▶ **SUPPLIED MATERIAL**
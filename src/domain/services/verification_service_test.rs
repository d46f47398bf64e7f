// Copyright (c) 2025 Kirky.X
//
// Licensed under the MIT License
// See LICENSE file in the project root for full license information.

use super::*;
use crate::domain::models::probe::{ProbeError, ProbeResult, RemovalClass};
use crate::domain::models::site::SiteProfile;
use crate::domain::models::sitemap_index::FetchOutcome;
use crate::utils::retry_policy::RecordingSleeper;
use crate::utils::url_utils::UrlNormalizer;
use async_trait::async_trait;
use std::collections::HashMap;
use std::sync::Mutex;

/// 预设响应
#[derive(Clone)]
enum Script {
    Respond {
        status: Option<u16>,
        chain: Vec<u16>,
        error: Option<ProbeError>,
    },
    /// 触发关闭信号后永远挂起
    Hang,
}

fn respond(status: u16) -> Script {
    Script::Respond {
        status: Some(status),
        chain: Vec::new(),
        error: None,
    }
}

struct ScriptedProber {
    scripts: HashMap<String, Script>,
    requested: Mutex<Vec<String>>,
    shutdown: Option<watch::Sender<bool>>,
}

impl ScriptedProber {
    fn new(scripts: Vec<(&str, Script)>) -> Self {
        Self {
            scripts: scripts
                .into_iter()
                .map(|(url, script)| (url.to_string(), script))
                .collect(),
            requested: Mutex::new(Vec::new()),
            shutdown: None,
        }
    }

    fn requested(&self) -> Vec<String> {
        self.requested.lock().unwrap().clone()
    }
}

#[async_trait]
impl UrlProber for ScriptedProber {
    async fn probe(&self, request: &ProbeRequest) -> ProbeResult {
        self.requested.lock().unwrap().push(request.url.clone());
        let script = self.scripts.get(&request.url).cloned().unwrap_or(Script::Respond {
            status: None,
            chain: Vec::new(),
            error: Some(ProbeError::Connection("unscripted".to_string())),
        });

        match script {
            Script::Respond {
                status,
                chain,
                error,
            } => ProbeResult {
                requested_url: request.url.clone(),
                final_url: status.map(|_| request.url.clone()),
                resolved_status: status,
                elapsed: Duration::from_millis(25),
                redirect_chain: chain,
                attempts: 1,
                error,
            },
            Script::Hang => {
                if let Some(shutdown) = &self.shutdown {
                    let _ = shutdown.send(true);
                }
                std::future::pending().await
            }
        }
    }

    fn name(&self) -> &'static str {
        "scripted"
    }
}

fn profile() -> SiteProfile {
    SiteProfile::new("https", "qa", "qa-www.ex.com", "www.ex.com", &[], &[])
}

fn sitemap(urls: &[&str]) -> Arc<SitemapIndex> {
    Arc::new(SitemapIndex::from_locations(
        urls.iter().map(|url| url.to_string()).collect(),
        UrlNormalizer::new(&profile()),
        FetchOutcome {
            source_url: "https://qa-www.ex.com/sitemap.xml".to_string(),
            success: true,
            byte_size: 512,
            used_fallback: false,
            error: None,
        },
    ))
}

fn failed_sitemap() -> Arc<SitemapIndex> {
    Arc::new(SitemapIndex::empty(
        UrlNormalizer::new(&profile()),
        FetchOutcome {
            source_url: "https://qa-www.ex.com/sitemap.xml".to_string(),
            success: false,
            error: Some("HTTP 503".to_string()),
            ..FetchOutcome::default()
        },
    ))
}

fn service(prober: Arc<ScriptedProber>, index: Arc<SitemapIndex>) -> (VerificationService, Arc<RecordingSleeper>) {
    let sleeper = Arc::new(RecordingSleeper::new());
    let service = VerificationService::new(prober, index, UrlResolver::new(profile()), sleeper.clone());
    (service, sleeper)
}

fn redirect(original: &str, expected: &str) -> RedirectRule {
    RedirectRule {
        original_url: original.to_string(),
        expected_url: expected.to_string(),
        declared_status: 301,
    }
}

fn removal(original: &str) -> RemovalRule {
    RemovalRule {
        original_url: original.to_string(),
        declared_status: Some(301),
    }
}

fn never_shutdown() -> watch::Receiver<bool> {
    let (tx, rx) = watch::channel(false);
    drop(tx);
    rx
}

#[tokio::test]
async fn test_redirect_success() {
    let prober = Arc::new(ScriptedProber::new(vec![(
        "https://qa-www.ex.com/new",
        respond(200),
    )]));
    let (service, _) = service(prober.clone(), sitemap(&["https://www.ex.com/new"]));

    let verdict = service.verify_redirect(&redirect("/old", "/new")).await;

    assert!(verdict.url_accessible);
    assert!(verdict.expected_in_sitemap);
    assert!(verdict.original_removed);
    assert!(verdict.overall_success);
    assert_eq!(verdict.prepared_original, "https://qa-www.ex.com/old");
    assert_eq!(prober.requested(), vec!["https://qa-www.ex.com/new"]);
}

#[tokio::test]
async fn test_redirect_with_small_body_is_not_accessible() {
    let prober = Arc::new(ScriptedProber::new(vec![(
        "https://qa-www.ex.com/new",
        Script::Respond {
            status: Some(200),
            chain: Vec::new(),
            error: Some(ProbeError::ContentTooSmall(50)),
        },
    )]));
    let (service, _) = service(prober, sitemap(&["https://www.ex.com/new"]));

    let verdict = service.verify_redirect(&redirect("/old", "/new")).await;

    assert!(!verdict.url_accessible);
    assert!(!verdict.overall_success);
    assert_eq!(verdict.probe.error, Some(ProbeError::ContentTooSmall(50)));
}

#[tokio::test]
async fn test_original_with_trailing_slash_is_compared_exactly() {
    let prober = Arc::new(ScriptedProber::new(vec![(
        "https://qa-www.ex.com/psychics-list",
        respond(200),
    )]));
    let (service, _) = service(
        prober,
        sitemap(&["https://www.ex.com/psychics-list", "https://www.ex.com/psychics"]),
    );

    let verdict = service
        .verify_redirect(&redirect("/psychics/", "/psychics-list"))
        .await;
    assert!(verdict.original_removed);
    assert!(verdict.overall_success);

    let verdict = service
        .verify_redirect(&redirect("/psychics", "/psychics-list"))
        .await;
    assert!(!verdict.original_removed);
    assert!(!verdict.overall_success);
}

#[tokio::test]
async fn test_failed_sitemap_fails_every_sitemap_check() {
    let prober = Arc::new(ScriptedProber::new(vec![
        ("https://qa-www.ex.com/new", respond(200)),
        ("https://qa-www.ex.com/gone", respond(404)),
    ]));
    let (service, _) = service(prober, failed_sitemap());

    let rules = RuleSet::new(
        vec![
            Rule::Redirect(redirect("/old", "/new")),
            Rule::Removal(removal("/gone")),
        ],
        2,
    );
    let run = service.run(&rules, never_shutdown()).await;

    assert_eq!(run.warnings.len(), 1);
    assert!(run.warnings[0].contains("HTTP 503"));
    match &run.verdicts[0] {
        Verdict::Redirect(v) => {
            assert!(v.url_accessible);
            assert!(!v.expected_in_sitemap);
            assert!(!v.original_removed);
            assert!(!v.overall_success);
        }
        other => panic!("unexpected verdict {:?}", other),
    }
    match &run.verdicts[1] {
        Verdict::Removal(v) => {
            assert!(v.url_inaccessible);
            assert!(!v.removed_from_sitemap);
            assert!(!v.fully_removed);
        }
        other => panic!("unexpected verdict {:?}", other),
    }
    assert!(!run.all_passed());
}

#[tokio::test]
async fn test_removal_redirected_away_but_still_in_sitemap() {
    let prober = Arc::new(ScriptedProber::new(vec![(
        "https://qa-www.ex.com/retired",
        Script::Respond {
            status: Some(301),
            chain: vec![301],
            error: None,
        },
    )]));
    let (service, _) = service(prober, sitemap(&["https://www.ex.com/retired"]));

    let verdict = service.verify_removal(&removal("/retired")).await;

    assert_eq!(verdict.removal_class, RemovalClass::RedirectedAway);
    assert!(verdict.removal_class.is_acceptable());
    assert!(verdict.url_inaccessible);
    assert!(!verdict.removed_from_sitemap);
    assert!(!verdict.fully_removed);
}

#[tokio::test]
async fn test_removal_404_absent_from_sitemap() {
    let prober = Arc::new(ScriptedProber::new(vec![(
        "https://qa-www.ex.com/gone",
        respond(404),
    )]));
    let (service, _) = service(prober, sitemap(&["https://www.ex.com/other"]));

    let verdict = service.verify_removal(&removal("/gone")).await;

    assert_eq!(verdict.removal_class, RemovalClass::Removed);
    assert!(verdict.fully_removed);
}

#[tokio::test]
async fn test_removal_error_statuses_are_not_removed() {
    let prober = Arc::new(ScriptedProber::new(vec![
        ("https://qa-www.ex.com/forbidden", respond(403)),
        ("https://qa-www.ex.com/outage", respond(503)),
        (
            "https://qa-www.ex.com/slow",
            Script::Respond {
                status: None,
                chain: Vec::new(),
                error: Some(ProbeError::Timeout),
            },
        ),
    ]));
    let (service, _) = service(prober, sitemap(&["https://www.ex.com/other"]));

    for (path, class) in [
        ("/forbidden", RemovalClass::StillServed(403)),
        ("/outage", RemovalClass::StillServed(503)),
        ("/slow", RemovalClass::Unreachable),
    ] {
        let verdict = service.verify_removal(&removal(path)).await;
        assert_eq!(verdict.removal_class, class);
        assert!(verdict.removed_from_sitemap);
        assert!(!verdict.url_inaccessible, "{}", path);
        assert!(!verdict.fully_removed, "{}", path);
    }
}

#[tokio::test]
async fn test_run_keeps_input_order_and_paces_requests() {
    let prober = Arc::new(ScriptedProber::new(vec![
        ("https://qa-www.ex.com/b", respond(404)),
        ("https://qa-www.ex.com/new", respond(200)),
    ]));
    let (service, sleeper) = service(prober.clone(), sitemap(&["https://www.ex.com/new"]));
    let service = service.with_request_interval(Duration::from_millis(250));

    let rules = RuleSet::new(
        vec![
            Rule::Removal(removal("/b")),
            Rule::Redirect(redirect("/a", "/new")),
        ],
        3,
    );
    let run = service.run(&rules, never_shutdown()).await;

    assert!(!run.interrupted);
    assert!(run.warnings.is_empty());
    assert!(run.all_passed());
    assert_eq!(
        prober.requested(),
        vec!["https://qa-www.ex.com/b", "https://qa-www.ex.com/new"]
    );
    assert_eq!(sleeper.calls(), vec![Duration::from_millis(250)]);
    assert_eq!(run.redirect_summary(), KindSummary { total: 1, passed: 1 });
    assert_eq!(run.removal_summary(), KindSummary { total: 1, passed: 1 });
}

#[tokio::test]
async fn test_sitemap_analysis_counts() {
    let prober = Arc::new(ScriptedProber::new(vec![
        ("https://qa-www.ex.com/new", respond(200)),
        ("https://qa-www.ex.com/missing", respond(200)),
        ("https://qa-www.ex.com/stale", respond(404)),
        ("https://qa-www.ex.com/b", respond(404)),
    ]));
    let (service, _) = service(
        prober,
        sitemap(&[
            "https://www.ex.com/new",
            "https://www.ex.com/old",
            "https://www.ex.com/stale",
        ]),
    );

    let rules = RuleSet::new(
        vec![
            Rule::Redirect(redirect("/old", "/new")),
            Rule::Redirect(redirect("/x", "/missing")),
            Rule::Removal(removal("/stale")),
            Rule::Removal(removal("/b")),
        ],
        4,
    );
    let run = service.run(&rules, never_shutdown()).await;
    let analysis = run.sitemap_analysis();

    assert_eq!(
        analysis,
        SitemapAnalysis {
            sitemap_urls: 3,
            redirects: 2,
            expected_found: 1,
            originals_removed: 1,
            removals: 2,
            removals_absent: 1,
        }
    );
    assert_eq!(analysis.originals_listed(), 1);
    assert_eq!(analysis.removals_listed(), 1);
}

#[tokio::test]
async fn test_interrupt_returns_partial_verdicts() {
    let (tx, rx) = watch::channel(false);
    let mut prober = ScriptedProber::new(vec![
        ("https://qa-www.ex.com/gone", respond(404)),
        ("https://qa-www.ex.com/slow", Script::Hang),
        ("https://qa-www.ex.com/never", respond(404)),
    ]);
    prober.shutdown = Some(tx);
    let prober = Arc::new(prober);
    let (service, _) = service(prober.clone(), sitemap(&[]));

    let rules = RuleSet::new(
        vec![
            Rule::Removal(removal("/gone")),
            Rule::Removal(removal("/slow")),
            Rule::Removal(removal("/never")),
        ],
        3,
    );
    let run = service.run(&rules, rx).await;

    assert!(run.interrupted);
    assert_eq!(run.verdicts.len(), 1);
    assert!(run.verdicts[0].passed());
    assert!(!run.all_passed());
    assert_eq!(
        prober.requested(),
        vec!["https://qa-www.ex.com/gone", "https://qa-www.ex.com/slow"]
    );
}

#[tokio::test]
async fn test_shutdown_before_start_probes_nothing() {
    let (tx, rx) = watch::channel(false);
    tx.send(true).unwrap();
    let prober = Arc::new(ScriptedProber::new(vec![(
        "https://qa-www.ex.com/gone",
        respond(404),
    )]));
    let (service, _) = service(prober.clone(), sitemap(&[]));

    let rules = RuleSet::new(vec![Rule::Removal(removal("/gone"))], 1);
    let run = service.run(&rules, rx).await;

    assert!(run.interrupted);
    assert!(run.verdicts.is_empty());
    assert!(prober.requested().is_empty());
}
==
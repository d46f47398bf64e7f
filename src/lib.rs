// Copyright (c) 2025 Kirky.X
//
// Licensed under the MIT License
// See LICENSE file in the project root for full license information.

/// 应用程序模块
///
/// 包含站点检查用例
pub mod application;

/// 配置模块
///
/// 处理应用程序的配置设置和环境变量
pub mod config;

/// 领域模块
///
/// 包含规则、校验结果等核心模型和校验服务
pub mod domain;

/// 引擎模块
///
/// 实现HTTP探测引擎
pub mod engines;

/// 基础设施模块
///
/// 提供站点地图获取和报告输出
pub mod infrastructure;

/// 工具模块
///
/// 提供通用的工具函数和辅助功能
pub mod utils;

▶ **TASK REQUIREMENTS**
Whenever the word "chain" shows up in a line of the entries, list that line.

▶ **TASK ANSWER**
        chain: Vec<u16>,
        chain: Vec::new(),
            chain: Vec::new(),
                chain,
                redirect_chain: chain,
            chain: Vec::new(),
            chain: vec![301],
                chain: Vec::new(),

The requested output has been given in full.